In una coltura contenente antibiotico i batteri verdi cominciano a proliferare e a dividersi, mentre i batteri neri, inizialmente, non mostrano alcuna reazione.
Dopo un certo tempo, però, anche le singole cellule nere iniziano a dividersi e a crescere di numero, superando in breve le cellule verdi.
“Le cellule resistenti interrompono l’azione del cloramfenicolo, in pratica disattivandolo”, spiega il microbiologo Robin Sorg, autore principale dello studio. “Ad un certo punto, la concentrazione, a metà della crescita, scende sotto un livello critico e iniziano a crescere le cellule non resistenti”.
Qualcosa di simile era già stato osservato.
“Batteri resistenti alla penicillina possono secernere enzimi beta-lattamasi che neutralizzano l’antibiotico. Solo che, nel nostro caso, l’antibiotico viene disattivato all’interno delle cellule resistenti (i batteri verdi, ndr)”.
La scoperta è stata fatta usando la ‘microscopia time-lapse’, la tecnica che consente di scattare immagini a intervalli di tempo regolari, la cui successiva visione viene poi velocizzata, in modo che il processo, che nella realtà si svolge in tempi lunghi, risulta visibile in pochi minuti.
Questa tecnica è stata poi stata confermata con la modellazione al computer, realizzando un modello in cui viene seguita la polmonite nei topi.
“Nei topi abbiamo osservato che i batteri sensibili Streptococcus pneumoniae sopravvivono al trattamento con cloramfenicolo quando gli animali sono infettati anche con batteri resistenti.
Teniamo a precisare che i risultati hanno escluso un trasferimento del gene della resistenza”.
Questo dato è in linea con le prove cliniche, laddove batteri sensibili agli antibiotici sono stati talvolta ospitati in pazienti che erano stati trattati con antibiotici senza successo.
“Questo andamento aveva sempre stupito i medici”, afferma Sorg. “Ora, il nostro studio può fornire una spiegazione”.
“Secondo i nostri risultati, batteri sensibili possono sopravvivere più a lungo quando siano presenti batteri resistenti che, in sostanza, potenziano la resistenza di microrganismi simili”.
A questo punto c’è da chiedersi come si trasmette o si diffonde questa resistenza.
“E’ complicato”, risponde molto sinteticamente Sorg. “Riguardo la resistenza, sappiamo che si hanno risposte selettive da parte degli antibiotici.

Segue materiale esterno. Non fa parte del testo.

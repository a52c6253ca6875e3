//! RFC 4231 HMAC-SHA2 test cases 1–4 and 6.
//!
//! The signer emits base64url; vectors are published in hex, so each tag is
//! decoded back to bytes before comparison.

use convkit_crypto_core::base64url;
use convkit_crypto_core::digest::{to_hex, RingProvider};
use convkit_crypto_core::hmac::{sign, verify, HmacAlgorithm};
use data_encoding::HEXLOWER;

struct HmacVector {
    key_hex: String,
    data_hex: String,
    sha256: &'static str,
    sha384: &'static str,
    sha512: &'static str,
}

fn vectors() -> Vec<HmacVector> {
    vec![
        // Test case 1.
        HmacVector {
            key_hex: "0b".repeat(20),
            data_hex: HEXLOWER.encode(b"Hi There"),
            sha256: "b0344c61d8db38535ca8afceaf0bf12b881dc200c9833da726e9376c2e32cff7",
            sha384: "afd03944d84895626b0825f4ab46907f15f9dadbe4101ec682aa034c7cebc59c\
                     faea9ea9076ede7f4af152e8b2fa9cb6",
            sha512: "87aa7cdea5ef619d4ff0b4241a1d6cb02379f4e2ce4ec2787ad0b30545e17cde\
                     daa833b7d6b8a702038b274eaea3f4e4be9d914eeb61f1702e696c203a126854",
        },
        // Test case 2.
        HmacVector {
            key_hex: HEXLOWER.encode(b"Jefe"),
            data_hex: HEXLOWER.encode(b"what do ya want for nothing?"),
            sha256: "5bdcc146bf60754e6a042426089575c75a003f089d2739839dec58b964ec3843",
            sha384: "af45d2e376484031617f78d2b58a6b1b9c7ef464f5a01b47e42ec3736322445e\
                     8e2240ca5e69e2c78b3239ecfab21649",
            sha512: "164b7a7bfcf819e2e395fbe73b56e0a387bd64222e831fd610270cd7ea250554\
                     9758bf75c05a994a6d034f65f8f0e6fdcaeab1a34d4a6b4b636e070a38bce737",
        },
        // Test case 3.
        HmacVector {
            key_hex: "aa".repeat(20),
            data_hex: "dd".repeat(50),
            sha256: "773ea91e36800e46854db8ebd09181a72959098b3ef8c122d9635514ced565fe",
            sha384: "88062608d3e6ad8a0aa2ace014c8a86f0aa635d947ac9febe83ef4e55966144b\
                     2a5ab39dc13814b94e3ab6e101a34f27",
            sha512: "fa73b0089d56a284efb0f0756c890be9b1b5dbdd8ee81a3655f83e33b2279d39\
                     bf3e848279a722c806b485a47e67c807b946a337bee8942674278859e13292fb",
        },
        // Test case 4.
        HmacVector {
            key_hex: "0102030405060708090a0b0c0d0e0f10111213141516171819".to_owned(),
            data_hex: "cd".repeat(50),
            sha256: "82558a389a443c0ea4cc819899f2083a85f0faa3e578f8077a2e3ff46729665b",
            sha384: "3e8a69b7783c25851933ab6290af6ca77a9981480850009cc5577c6e1f573b4e\
                     6801dd23c4a7d679ccf8a386c674cffb",
            sha512: "b0ba465637458c6990e5a8c5f61d4af7e576d97ff94b872de76f8050361ee3db\
                     a91ca5c11aa25eb4d679275cc5788063a5f19741120c4f2de2adebeb10a298dd",
        },
        // Test case 6: key longer than the block size.
        HmacVector {
            key_hex: "aa".repeat(131),
            data_hex: HEXLOWER.encode(b"Test Using Larger Than Block-Size Key - Hash Key First"),
            sha256: "60e431591ee0b67f0d8a26aacbf5b77f8e0bc6213728c5140546040f0ee37f54",
            sha384: "4ece084485813e9088d2c63a041bc5b44f9ef1012a2b588f3cd11f05033ac4c6\
                     0c2ef6ab4030fe8296248df163f44952",
            sha512: "80b24263c7c1a3ebb71493c1dd7be8b49b46d1f41b4aeec1121b013783f8f352\
                     6b56d037e05f2598bd0fd2215d6a1e5295e64f73f63f0aec8b915a985d786598",
        },
    ]
}

#[test]
fn rfc4231_vectors() {
    for (i, v) in vectors().iter().enumerate() {
        let key = HEXLOWER.decode(v.key_hex.as_bytes()).unwrap();
        let data = HEXLOWER.decode(v.data_hex.as_bytes()).unwrap();
        // Every RFC 4231 data field used here is ASCII except cases 3/4,
        // whose 0xdd / 0xcd bytes are not UTF-8; those are covered through
        // the provider directly below.
        let Ok(text) = std::str::from_utf8(&data) else {
            continue;
        };
        for (algorithm, expected) in [
            (HmacAlgorithm::Sha256, v.sha256),
            (HmacAlgorithm::Sha384, v.sha384),
            (HmacAlgorithm::Sha512, v.sha512),
        ] {
            let sig = sign(&RingProvider, text, &key, algorithm).unwrap();
            let raw = base64url::decode(&sig).unwrap();
            assert_eq!(to_hex(&raw), expected, "case index {i}, {algorithm}");
            assert!(verify(&RingProvider, text, &sig, &key, algorithm));
        }
    }
}

#[test]
fn rfc4231_vectors_binary_data() {
    use convkit_crypto_core::digest::DigestProvider;

    for (i, v) in vectors().iter().enumerate() {
        let key = HEXLOWER.decode(v.key_hex.as_bytes()).unwrap();
        let data = HEXLOWER.decode(v.data_hex.as_bytes()).unwrap();
        for (algorithm, expected) in [
            (HmacAlgorithm::Sha256, v.sha256),
            (HmacAlgorithm::Sha384, v.sha384),
            (HmacAlgorithm::Sha512, v.sha512),
        ] {
            let tag = RingProvider.hmac(algorithm, &key, &data).unwrap();
            assert_eq!(to_hex(&tag), expected, "case index {i}, {algorithm}");
        }
    }
}

#[test]
fn rfc4231_case2_base64url() {
    let cases = [
        (HmacAlgorithm::Sha256, "W9zBRr9gdU5qBCQmCJV1x1oAPwidJzmDnexYuWTsOEM"),
        (
            HmacAlgorithm::Sha384,
            "r0XS43ZIQDFhf3jStYprG5x-9GT1oBtH5C7Dc2MiRF6OIkDKXmnix4syOez6shZJ",
        ),
        (
            HmacAlgorithm::Sha512,
            "Fkt6e_z4GeLjlfvnO1bgo4e9ZCIugx_WECcM1-olBVSXWL91wFqZSm0DT2X48Ob9yuqxo01Ka0tjbgcKOLznNw",
        ),
    ];
    for (algorithm, expected) in cases {
        let sig = sign(&RingProvider, "what do ya want for nothing?", b"Jefe", algorithm).unwrap();
        assert_eq!(sig, expected, "{algorithm}");
    }
}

Tuttavia, non si comprendono appieno i processi né la rapidità di sviluppo di questa resistenza”.
Una cosa va messa in evidenza: durante l’esperimento, i batteri sensibili smettono di crescere, ma non muoiono.
“Molti meccanismi di soppressione indotta da antibiotici si basano sulla divisione delle cellule, o almeno su cellule con un metabolismo attivo”.
Quello che non sopprime i batterie, non li renderà forse più resistenti, ma certamente dà loro il tempo di compattare i geni della resistenza dall’ambiente in cui prosperano.
Questo passaggio fondamentale è un’informazione utile per i medici, in un trattamento con antibiotici.
“Sappiamo di dover usare questi farmaci con discrezione, ma forse dovremmo essere ancora più attenti di quanto abbiamo mai pensato finora”, avverte Sorg, che auspica un approccio personalizzato del farmaco; un trattamento in cui i microbi non patogeni presenti nel paziente vengano controllati in funzione dei geni resistenti, la cui presenza “farebbe aumentare il rischio di trasferimento di agenti patogeni” per dirla con Sorg.
La conclusione più ovvia, al momento, è che per evitare questo sviluppo della resistenza nei microrganismi, è importante utilizzare gli antibiotici il meno possibile e solo in presenza di una reale necessità.